BYL719, a new α-specific PI3K inhibitor: Single administration and in combination with conventional chemotherapy for the treatment of osteosarcoma

It has been established that disturbances in intracellular signaling pathways play a considerable part in the oncologic process. Phosphatidylinositol-3-kinase (PI3K) has become of key interest in cancer therapy because of its high mutation frequency and/or gain in function of its catalytic subunits in cancer cells. We investigated the therapeutic value of BYL719, a new specific PI3K inhibitor that blocks the ATP site, on osteosarcoma and bone cells. The in vitro effects of BYL719 on proliferation, apoptosis, and cell cycle were assessed in human and murine osteosarcoma cell.
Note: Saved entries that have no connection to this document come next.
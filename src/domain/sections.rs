//! Clinical section payloads
//!
//! A visit is enriched across six independently-fetched sections:
//! diagnosis, lab, radiology, medication request, medication dispense and
//! procedure. Each section is persisted as a JSON array column on the
//! visit record and counts as *present* only when it decodes to a
//! non-empty list whose every element passes its own required-field
//! check; anything else is treated as absent and eligible for refill.

use chrono::NaiveDateTime;
use serde::de::DeserializeOwned;
use serde::{Deserialize, Serialize};
use serde_json::Value;
use std::fmt;

/// The six clinical section kinds of a visit record.
#[derive(Debug, Clone, Copy, PartialEq, Eq, Hash)]
pub enum SectionKind {
    Diagnosis,
    Lab,
    Radiology,
    MedicationRequest,
    MedicationDispense,
    Procedure,
}

impl SectionKind {
    /// All section kinds in fill order.
    pub const ALL: [SectionKind; 6] = [
        SectionKind::Diagnosis,
        SectionKind::Lab,
        SectionKind::Radiology,
        SectionKind::MedicationRequest,
        SectionKind::MedicationDispense,
        SectionKind::Procedure,
    ];

    /// Stable identifier used for store columns and log fields.
    pub fn as_str(&self) -> &'static str {
        match self {
            SectionKind::Diagnosis => "diagnosis",
            SectionKind::Lab => "lab",
            SectionKind::Radiology => "radiology",
            SectionKind::MedicationRequest => "medication_request",
            SectionKind::MedicationDispense => "medication_dispense",
            SectionKind::Procedure => "medical_procedure",
        }
    }
}

impl fmt::Display for SectionKind {
    fn fmt(&self, f: &mut fmt::Formatter<'_>) -> fmt::Result {
        f.write_str(self.as_str())
    }
}

/// Operator-configurable per-section skips.
///
/// The medication toggle covers both the request and dispense sections,
/// which always come from the same pharmacy subsystem.
#[derive(Debug, Clone, Copy, Default)]
pub struct SectionToggles {
    pub disable_diagnosis: bool,
    pub disable_lab: bool,
    pub disable_radiology: bool,
    pub disable_procedure: bool,
    pub disable_medication: bool,
}

impl SectionToggles {
    /// Whether a section participates in fill and completeness checks.
    pub fn enabled(&self, kind: SectionKind) -> bool {
        match kind {
            SectionKind::Diagnosis => !self.disable_diagnosis,
            SectionKind::Lab => !self.disable_lab,
            SectionKind::Radiology => !self.disable_radiology,
            SectionKind::Procedure => !self.disable_procedure,
            SectionKind::MedicationRequest | SectionKind::MedicationDispense => {
                !self.disable_medication
            }
        }
    }
}

/// Required-field check shared by all section element types.
pub trait SectionItem {
    fn is_valid(&self) -> bool;
}

/// Decode a stored section payload into its typed list.
///
/// Returns `None` unless the payload parses to a non-empty list whose
/// every element is valid; partial or malformed payloads are treated
/// as absent.
pub fn decode_section<T>(raw: Option<&Value>) -> Option<Vec<T>>
where
    T: DeserializeOwned + SectionItem,
{
    let raw = raw?;
    let items: Vec<T> = serde_json::from_value(raw.clone()).ok()?;
    if items.is_empty() || items.iter().any(|item| !item.is_valid()) {
        return None;
    }
    Some(items)
}

fn not_blank(s: &str) -> bool {
    !s.trim().is_empty()
}

fn some_not_blank(s: &Option<String>) -> bool {
    s.as_deref().map(|v| not_blank(v)).unwrap_or(false)
}

/// Inpatient/outpatient classification carried by medication rows.
#[derive(Debug, Clone, Copy, PartialEq, Eq, Serialize, Deserialize)]
pub enum PatientType {
    Outpatient,
    Inpatient,
}

/// Compound/non-compound classification carried by medication rows.
#[derive(Debug, Clone, Copy, PartialEq, Eq, Serialize, Deserialize)]
pub enum MedicineType {
    NonCompound,
    Compound,
}

/// One diagnosis row (ICD-10 coded).
#[derive(Debug, Clone, Serialize, Deserialize)]
pub struct Diagnosis {
    pub visit_id: String,
    pub diagnosis_code: String,
    pub diagnosis_name: String,
    pub diagnosis_date: Option<NaiveDateTime>,
}

impl SectionItem for Diagnosis {
    fn is_valid(&self) -> bool {
        not_blank(&self.visit_id)
            && not_blank(&self.diagnosis_code)
            && not_blank(&self.diagnosis_name)
            && self.diagnosis_date.is_some()
    }
}

/// One laboratory observation row.
///
/// The LOINC fields arrive as raw JSON values (some SIMRS variants store
/// arrays, others scalars); presence is all the completeness check needs.
#[derive(Debug, Clone, Serialize, Deserialize)]
pub struct ObservationLab {
    #[serde(default)]
    pub visit_id: Option<i64>,
    #[serde(default)]
    pub lab_name: String,
    #[serde(default)]
    pub lab_parameter: Option<Value>,
    #[serde(default)]
    pub lab_unit: Option<Value>,
    #[serde(default)]
    pub lab_normal: Option<Value>,
    #[serde(default)]
    pub lab_result: Option<Value>,
    #[serde(default)]
    pub lab_flag: Option<Value>,
    #[serde(default)]
    pub lab_method: Option<Value>,
    pub lab_loinc_code: Option<Value>,
    pub lab_loinc_name: Option<Value>,
    #[serde(default)]
    pub practitioner_id: Option<String>,
    #[serde(default)]
    pub practitioner_name: String,
}

impl SectionItem for ObservationLab {
    fn is_valid(&self) -> bool {
        self.lab_loinc_code.is_some()
            && self.lab_loinc_name.is_some()
            && not_blank(&self.practitioner_name)
    }
}

/// One radiology observation row; same shape as lab.
#[derive(Debug, Clone, Serialize, Deserialize)]
pub struct ObservationRadiology {
    #[serde(default)]
    pub visit_id: Option<i64>,
    #[serde(default)]
    pub lab_name: String,
    #[serde(default)]
    pub lab_parameter: Option<Value>,
    #[serde(default)]
    pub lab_unit: Option<Value>,
    #[serde(default)]
    pub lab_normal: Option<Value>,
    #[serde(default)]
    pub lab_result: Option<Value>,
    #[serde(default)]
    pub lab_flag: Option<Value>,
    #[serde(default)]
    pub lab_method: Option<Value>,
    pub lab_loinc_code: Option<Value>,
    pub lab_loinc_name: Option<Value>,
    #[serde(default)]
    pub practitioner_id: Option<String>,
    #[serde(default)]
    pub practitioner_name: String,
}

impl SectionItem for ObservationRadiology {
    fn is_valid(&self) -> bool {
        self.lab_loinc_code.is_some()
            && self.lab_loinc_name.is_some()
            && not_blank(&self.practitioner_name)
    }
}

/// One prescription row (KFA coded).
#[derive(Debug, Clone, Serialize, Deserialize)]
pub struct MedicationRequest {
    #[serde(default)]
    pub visit_id: Option<i64>,
    pub patient_type: PatientType,
    pub date: Option<NaiveDateTime>,
    #[serde(default)]
    pub medicine_code: Option<String>,
    pub prescription_id: i64,
    #[serde(default)]
    pub kfa_code: Option<String>,
    #[serde(default)]
    pub kfa_name: Option<String>,
    #[serde(rename = "type")]
    pub medicine_type: MedicineType,
    pub practitioner_id: Option<String>,
    pub practitioner_name: Option<String>,
    #[serde(default)]
    pub amount: f64,
    #[serde(default)]
    pub unit: String,
}

impl SectionItem for MedicationRequest {
    fn is_valid(&self) -> bool {
        self.date.is_some()
            && self.prescription_id != 0
            && some_not_blank(&self.practitioner_id)
            && some_not_blank(&self.practitioner_name)
    }
}

/// One pharmacy handover row (KFA coded, batch tracked).
#[derive(Debug, Clone, Serialize, Deserialize)]
pub struct MedicationDispense {
    #[serde(default)]
    pub visit_id: Option<i64>,
    pub patient_type: PatientType,
    pub date: Option<NaiveDateTime>,
    #[serde(default)]
    pub medicine_code: String,
    pub prescription_id: i64,
    #[serde(default)]
    pub kfa_code: Option<String>,
    #[serde(default)]
    pub kfa_name: Option<String>,
    #[serde(rename = "type")]
    pub medicine_type: MedicineType,
    pub practitioner_id: Option<String>,
    pub practitioner_name: Option<String>,
    pub batch_number: String,
    pub expired_date: Option<NaiveDateTime>,
    pub prescription_start_date: Option<NaiveDateTime>,
    #[serde(rename = "drug_received_date")]
    pub handover_date: Option<NaiveDateTime>,
}

impl SectionItem for MedicationDispense {
    fn is_valid(&self) -> bool {
        self.date.is_some()
            && self.prescription_id != 0
            && some_not_blank(&self.practitioner_id)
            && some_not_blank(&self.practitioner_name)
            && not_blank(&self.batch_number)
            && self.expired_date.is_some()
            && self.prescription_start_date.is_some()
            && self.handover_date.is_some()
    }
}

/// One procedure row (ICD-9-CM coded).
#[derive(Debug, Clone, Serialize, Deserialize)]
pub struct Procedure {
    pub visit_id: i64,
    pub procedure_code: String,
    pub procedure_name: String,
}

impl SectionItem for Procedure {
    fn is_valid(&self) -> bool {
        self.visit_id != 0 && not_blank(&self.procedure_code) && not_blank(&self.procedure_name)
    }
}

#[cfg(test)]
mod tests {
    use super::*;
    use chrono::NaiveDate;
    use serde_json::json;

    fn dt() -> NaiveDateTime {
        NaiveDate::from_ymd_opt(2024, 3, 14)
            .unwrap()
            .and_hms_opt(10, 30, 0)
            .unwrap()
    }

    #[test]
    fn test_section_kind_identifiers() {
        assert_eq!(SectionKind::Diagnosis.as_str(), "diagnosis");
        assert_eq!(SectionKind::Procedure.as_str(), "medical_procedure");
        assert_eq!(SectionKind::ALL.len(), 6);
    }

    #[test]
    fn test_toggles_medication_covers_both_kinds() {
        let toggles = SectionToggles {
            disable_medication: true,
            ..SectionToggles::default()
        };
        assert!(!toggles.enabled(SectionKind::MedicationRequest));
        assert!(!toggles.enabled(SectionKind::MedicationDispense));
        assert!(toggles.enabled(SectionKind::Diagnosis));
        assert!(toggles.enabled(SectionKind::Lab));
    }

    #[test]
    fn test_diagnosis_validity() {
        let valid = Diagnosis {
            visit_id: "V-001".to_string(),
            diagnosis_code: "J06.9".to_string(),
            diagnosis_name: "Acute upper respiratory infection".to_string(),
            diagnosis_date: Some(dt()),
        };
        assert!(valid.is_valid());

        let blank_code = Diagnosis {
            diagnosis_code: "  ".to_string(),
            ..valid.clone()
        };
        assert!(!blank_code.is_valid());

        let no_date = Diagnosis {
            diagnosis_date: None,
            ..valid
        };
        assert!(!no_date.is_valid());
    }

    #[test]
    fn test_decode_section_requires_non_empty_valid_list() {
        let empty = json!([]);
        assert!(decode_section::<Diagnosis>(Some(&empty)).is_none());

        let valid = json!([{
            "visit_id": "V-001",
            "diagnosis_code": "J06.9",
            "diagnosis_name": "ISPA",
            "diagnosis_date": "2024-03-14T10:30:00"
        }]);
        let decoded = decode_section::<Diagnosis>(Some(&valid)).unwrap();
        assert_eq!(decoded.len(), 1);

        // One invalid element poisons the whole section.
        let mixed = json!([
            {
                "visit_id": "V-001",
                "diagnosis_code": "J06.9",
                "diagnosis_name": "ISPA",
                "diagnosis_date": "2024-03-14T10:30:00"
            },
            {
                "visit_id": "V-001",
                "diagnosis_code": "",
                "diagnosis_name": "",
                "diagnosis_date": "2024-03-14T10:30:00"
            }
        ]);
        assert!(decode_section::<Diagnosis>(Some(&mixed)).is_none());
    }

    #[test]
    fn test_decode_section_absent_or_malformed() {
        assert!(decode_section::<Diagnosis>(None).is_none());
        let not_a_list = json!({"diagnosis_code": "J06.9"});
        assert!(decode_section::<Diagnosis>(Some(&not_a_list)).is_none());
    }

    #[test]
    fn test_medication_request_validity() {
        let row = MedicationRequest {
            visit_id: Some(42),
            patient_type: PatientType::Outpatient,
            date: Some(dt()),
            medicine_code: None,
            prescription_id: 9001,
            kfa_code: Some("93001019".to_string()),
            kfa_name: Some("Paracetamol 500 mg".to_string()),
            medicine_type: MedicineType::NonCompound,
            practitioner_id: Some("N10001".to_string()),
            practitioner_name: Some("dr. Sari".to_string()),
            amount: 10.0,
            unit: "tablet".to_string(),
        };
        assert!(row.is_valid());

        let no_practitioner = MedicationRequest {
            practitioner_id: None,
            ..row.clone()
        };
        assert!(!no_practitioner.is_valid());

        let zero_prescription = MedicationRequest {
            prescription_id: 0,
            ..row
        };
        assert!(!zero_prescription.is_valid());
    }

    #[test]
    fn test_medication_dispense_requires_batch_and_dates() {
        let row = MedicationDispense {
            visit_id: Some(42),
            patient_type: PatientType::Outpatient,
            date: Some(dt()),
            medicine_code: String::new(),
            prescription_id: 9001,
            kfa_code: Some("93001019".to_string()),
            kfa_name: Some("Paracetamol 500 mg".to_string()),
            medicine_type: MedicineType::NonCompound,
            practitioner_id: Some("N10001".to_string()),
            practitioner_name: Some("apt. Dewi".to_string()),
            batch_number: "B2024-03".to_string(),
            expired_date: Some(dt()),
            prescription_start_date: Some(dt()),
            handover_date: Some(dt()),
        };
        assert!(row.is_valid());
        assert!(!MedicationDispense {
            batch_number: String::new(),
            ..row.clone()
        }
        .is_valid());
        assert!(!MedicationDispense {
            handover_date: None,
            ..row
        }
        .is_valid());
    }

    #[test]
    fn test_lab_requires_loinc_coding() {
        let lab = ObservationLab {
            visit_id: Some(42),
            lab_name: "Hemoglobin".to_string(),
            lab_parameter: None,
            lab_unit: None,
            lab_normal: None,
            lab_result: Some(json!("13.2")),
            lab_flag: None,
            lab_method: None,
            lab_loinc_code: Some(json!("718-7")),
            lab_loinc_name: Some(json!("Hemoglobin [Mass/volume] in Blood")),
            practitioner_id: None,
            practitioner_name: "dr. Sari".to_string(),
        };
        assert!(lab.is_valid());
        assert!(!ObservationLab {
            lab_loinc_code: None,
            ..lab
        }
        .is_valid());
    }

    #[test]
    fn test_dispense_handover_date_wire_name() {
        let json = json!([{
            "patient_type": "Outpatient",
            "date": "2024-03-14T10:30:00",
            "prescription_id": 1,
            "type": "Compound",
            "practitioner_id": "N1",
            "practitioner_name": "apt. Dewi",
            "batch_number": "B1",
            "expired_date": "2025-03-14T00:00:00",
            "prescription_start_date": "2024-03-14T10:00:00",
            "drug_received_date": "2024-03-14T11:00:00"
        }]);
        let decoded = decode_section::<MedicationDispense>(Some(&json)).unwrap();
        assert!(decoded[0].handover_date.is_some());
    }
}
Its impact on bone cells was determined using human mesenchymal stem cells (hMSC) and human CD14(+) osteoclast precursors. Two different murine preclinical models of osteosarcoma were used to analyze the in vivo biological activities of BYL719. BYL719 decreased cell proliferation by blocking cell cycle in G0/G1 phase with no outstanding effects on apoptosis cell death in HOS and MOS-J tumor cells. BYL719 inhibited cell migration and can thus be considered as a cytostatic drug for osteosarcoma. In murine preclinical models of osteosarcoma, BYL719 significantly decreased tumor progression and tumor ectopic bone formation as shown by a decrease of Ki67(+) cells and tumor vascularization. To explore the maximum therapeutic potential of BYL719, the drug was studied in combination with conventional chemotherapeutic drugs, revealing promising efficacy with ifosfamide. BYL719 also exhibited dual activities on osteoblast and osteoclast differentiation. Overall, the present work shows that BYL719 is a promising drug in either a single or multidrug approach to curing bone sarcoma. What's new? Mutations in PIK3CA have been identified in various cancers, including osteosarcoma, a disease for which new treatments are desperately needed. One potential therapy for osteosarcoma is BYL719, a novel agent that is active against tumor cells harboring PIK3CA variants. In the present study, BYL719 was found to inhibit the migration and decrease the proliferation of osteosarcoma cells. The drug accomplished the latter by blocking the cell cycle in G0/G1. In pre-clinical mouse models of osteosarcoma, BYL719 monotherapy significantly reduced tumor progression, tumor ectopic bone formation, and tumor vascularization. Its therapeutic potential may be augmented by combined use with ifosfamide.